Moving beyond railroads, Donaldson’s trade work has also been seminal. With Costinot and Komunjer, he showed how to rigorously estimate the empirical importance of Ricardian trade for overall gains from trade. Spoiler: it isn’t that important, even if you adjust for how trade affects market power, a result seen in a lot of modern empirical trade research which suggests that aspects like variety differences are more important than Ricardian productivity differences for gains from international trade. There are some benefits to Ricardian trade across countries being relatively unimportant: Costinot, Donaldson and Smith show that changes to what crops are grown in each region can massively limit the welfare harms of climate change, whereas allowing trade patterns to change barely matters. The intuition is that there is enough heterogeneity in what can be grown in each country when climate changes to make international trade relatively unimportant for mitigating these climate shifts. Donaldson has also rigorously studied in a paper with Atkin the importance of internal rather than international trade costs, and has shown in a paper with Costinot that economic integration has been nearly as important as productivity improvements in increasing the value created by American agriculture over the past century.

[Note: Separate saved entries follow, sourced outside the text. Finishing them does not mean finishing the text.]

use std::path::PathBuf;

use libgpiod::{chip::Chip, line, request};
use parking_lot::Mutex;
use rustc_hash::FxHashMap;

use crate::error::AppError;
use crate::gpio::{Level, PinBackend, PinId};

/// Character-device backend. Pin ids are line offsets on a single chip and a
/// line stays requested from `ensure` until `release`.
pub struct LibgpiodBackend {
    chip: PathBuf,
    requests: Mutex<FxHashMap<u32, request::Request>>, // keyed by line offset
}

impl LibgpiodBackend {
    pub fn new(chip: impl Into<PathBuf>) -> Self {
        Self {
            chip: chip.into(),
            requests: Mutex::new(FxHashMap::default()),
        }
    }

    fn open_chip(&self) -> Result<Chip, AppError> {
        if !self.chip.exists() {
            return Err(AppError::HardwareUnavailable(format!(
                "{} does not exist",
                self.chip.display()
            )));
        }
        Chip::open(&self.chip)
            .map_err(|e| AppError::HardwareUnavailable(format!("open chip {}: {e}", self.chip.display())))
    }

    fn output_line_config(offset: u32) -> Result<line::Config, AppError> {
        let mut ls =
            line::Settings::new().map_err(|e| AppError::Io(format!("libgpiod settings: {e}")))?;
        ls.set_direction(line::Direction::Output)
            .map_err(|e| AppError::Io(format!("set direction: {e}")))?;
        ls.set_drive(line::Drive::PushPull)
            .map_err(|e| AppError::Io(format!("set drive: {e}")))?;

        let mut cfg =
            line::Config::new().map_err(|e| AppError::Io(format!("line config: {e}")))?;
        cfg.add_line_settings(&[offset], ls)
            .map_err(|e| AppError::Io(format!("line config add settings: {e}")))?;
        Ok(cfg)
    }

    fn request_line(chip: &Chip, line_cfg: &line::Config) -> Result<request::Request, AppError> {
        let mut req_cfg =
            request::Config::new().map_err(|e| AppError::Io(format!("request config: {e}")))?;
        req_cfg
            .set_consumer(env!("CARGO_PKG_NAME"))
            .map_err(|e| AppError::Io(format!("request consumer: {e}")))?;
        chip.request_lines(Some(&req_cfg), line_cfg)
            .map_err(|e| AppError::Io(format!("request lines: {e}")))
    }
}

impl PinBackend for LibgpiodBackend {
    fn ensure(&self, pin: PinId) -> Result<bool, AppError> {
        let mut requests = self.requests.lock();
        if requests.contains_key(&pin.get()) {
            return Ok(false);
        }

        let chip = self.open_chip()?;
        let line_cfg = Self::output_line_config(pin.get())?;
        let request = Self::request_line(&chip, &line_cfg)?;
        requests.insert(pin.get(), request);
        Ok(true)
    }

    fn write(&self, pin: PinId, level: Level) -> Result<(), AppError> {
        let mut requests = self.requests.lock();
        let request = requests
            .get_mut(&pin.get())
            .ok_or_else(|| AppError::Io(format!("line {pin} is not requested")))?;

        let value = match level {
            Level::Low => line::Value::InActive,
            Level::High => line::Value::Active,
        };
        request
            .set_value(pin.get(), value)
            .map_err(|e| AppError::Io(format!("set value: {e}")))?;
        Ok(())
    }

    fn read(&self, pin: PinId) -> Result<Level, AppError> {
        let requests = self.requests.lock();
        let request = requests
            .get(&pin.get())
            .ok_or_else(|| AppError::Io(format!("line {pin} is not requested")))?;

        let value = request
            .value(pin.get())
            .map_err(|e| AppError::Io(format!("get value: {e}")))?;
        Ok(match value {
            line::Value::InActive => Level::Low,
            line::Value::Active => Level::High,
        })
    }

    fn release(&self, pin: PinId) -> Result<bool, AppError> {
        // dropping the request hands the line back to the kernel
        Ok(self.requests.lock().remove(&pin.get()).is_some())
    }
}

Donaldson’s CV is a testament to how difficult this style of work is. He spent eight years at LSE before getting his PhD, and published only one paper in a peer reviewed journal in the 13 years following the start of his graduate work. “Railroads of the Raj” has been forthcoming at the AER for literally half a decade, despite the fact that this work is the core of what got Donaldson a junior position at MIT and a tenured position at Stanford. Is it any wonder that so few young economists want to pursue a style of research that is so challenging and so difficult to publish? Let us hope that Donaldson’s award encourages more of us to fully exploit both the incredible data we all now have access to, but also the beautiful body of theory that induces deep insights from that data.